((

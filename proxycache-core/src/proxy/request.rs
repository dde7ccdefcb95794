//! Inbound request parsing

use std::fmt;
use tokio::io::AsyncBufRead;

use super::io::{ends_line, is_blank_line, read_line};
use crate::error::{ProxyError, ProxyResult};

/// Methods the proxy relays
#[derive(Debug, Clone, Copy, PartialEq, Eq, Hash)]
pub enum Method {
    Get,
    Head,
}

impl Method {
    /// Case-insensitive match against the supported methods
    pub fn parse(token: &str) -> ProxyResult<Self> {
        if token.eq_ignore_ascii_case("GET") {
            Ok(Self::Get)
        } else if token.eq_ignore_ascii_case("HEAD") {
            Ok(Self::Head)
        } else {
            Err(ProxyError::unsupported_method(token))
        }
    }

    pub fn as_str(&self) -> &'static str {
        match self {
            Self::Get => "GET",
            Self::Head => "HEAD",
        }
    }
}

impl fmt::Display for Method {
    fn fmt(&self, f: &mut fmt::Formatter<'_>) -> fmt::Result {
        f.write_str(self.as_str())
    }
}

/// Request line plus raw header lines, as sent by the client
#[derive(Debug, Clone, PartialEq, Eq)]
pub struct InboundRequest {
    /// Method token exactly as received; checked separately
    pub method: String,
    /// Request target, absolute or relative; also the cache key
    pub target: String,
    pub version: String,
    /// Header lines in arrival order, terminators included, duplicates kept
    pub headers: Vec<Vec<u8>>,
}

impl InboundRequest {
    /// Split a request line into method, target and version
    ///
    /// A missing version defaults to `HTTP/1.0`.
    pub fn parse_request_line(line: &str) -> ProxyResult<Self> {
        let mut parts = line.split_whitespace();
        let method = parts.next().ok_or_else(|| ProxyError::malformed("empty request line"))?;
        let target = parts
            .next()
            .ok_or_else(|| ProxyError::malformed(format!("missing request target in {:?}", line.trim_end())))?;
        let version = parts.next().unwrap_or("HTTP/1.0");

        Ok(Self {
            method: method.to_string(),
            target: target.to_string(),
            version: version.to_string(),
            headers: Vec::new(),
        })
    }

    /// Read the request line and every header line up to the first blank line
    /// or end of stream
    pub async fn read_from<R>(reader: &mut R, max_line: usize) -> ProxyResult<Self>
    where
        R: AsyncBufRead + Unpin,
    {
        let mut line = Vec::with_capacity(256);
        if read_line(reader, &mut line, max_line).await? == 0 {
            return Err(ProxyError::malformed("connection closed before request line"));
        }

        let mut request = Self::parse_request_line(&String::from_utf8_lossy(&line))?;

        // Long header lines arrive in pieces; only a piece that starts a line can end the block
        let mut at_line_start = ends_line(&line);
        loop {
            if read_line(reader, &mut line, max_line).await? == 0 {
                break;
            }
            if at_line_start && is_blank_line(&line) {
                break;
            }
            if at_line_start {
                request.headers.push(line.clone());
            } else if let Some(header) = request.headers.last_mut() {
                header.extend_from_slice(&line);
            }
            // else: tail of an over-long request line
            at_line_start = ends_line(&line);
        }

        Ok(request)
    }

    /// The method, if it is one the proxy supports
    pub fn method(&self) -> ProxyResult<Method> {
        Method::parse(&self.method)
    }

    /// First header line with the given name, compared case-insensitively
    pub fn header_line(&self, name: &str) -> Option<&[u8]> {
        self.headers
            .iter()
            .find(|line| header_name(line).eq_ignore_ascii_case(name.as_bytes()))
            .map(Vec::as_slice)
    }

    /// Trimmed value of the `Host` header, if sent
    pub fn host_header(&self) -> Option<String> {
        let line = self.header_line("Host")?;
        let colon = line.iter().position(|&b| b == b':')?;
        let value = String::from_utf8_lossy(&line[colon + 1..]).trim().to_string();
        (!value.is_empty()).then_some(value)
    }
}

/// Name part of a raw header line (everything before the first colon, trimmed)
pub fn header_name(line: &[u8]) -> &[u8] {
    let end = line.iter().position(|&b| b == b':').unwrap_or(line.len());
    line[..end].trim_ascii()
}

))

Scan the entries above and return each line that holds "match".

    /// Case-insensitive match against the supported methods
        match self {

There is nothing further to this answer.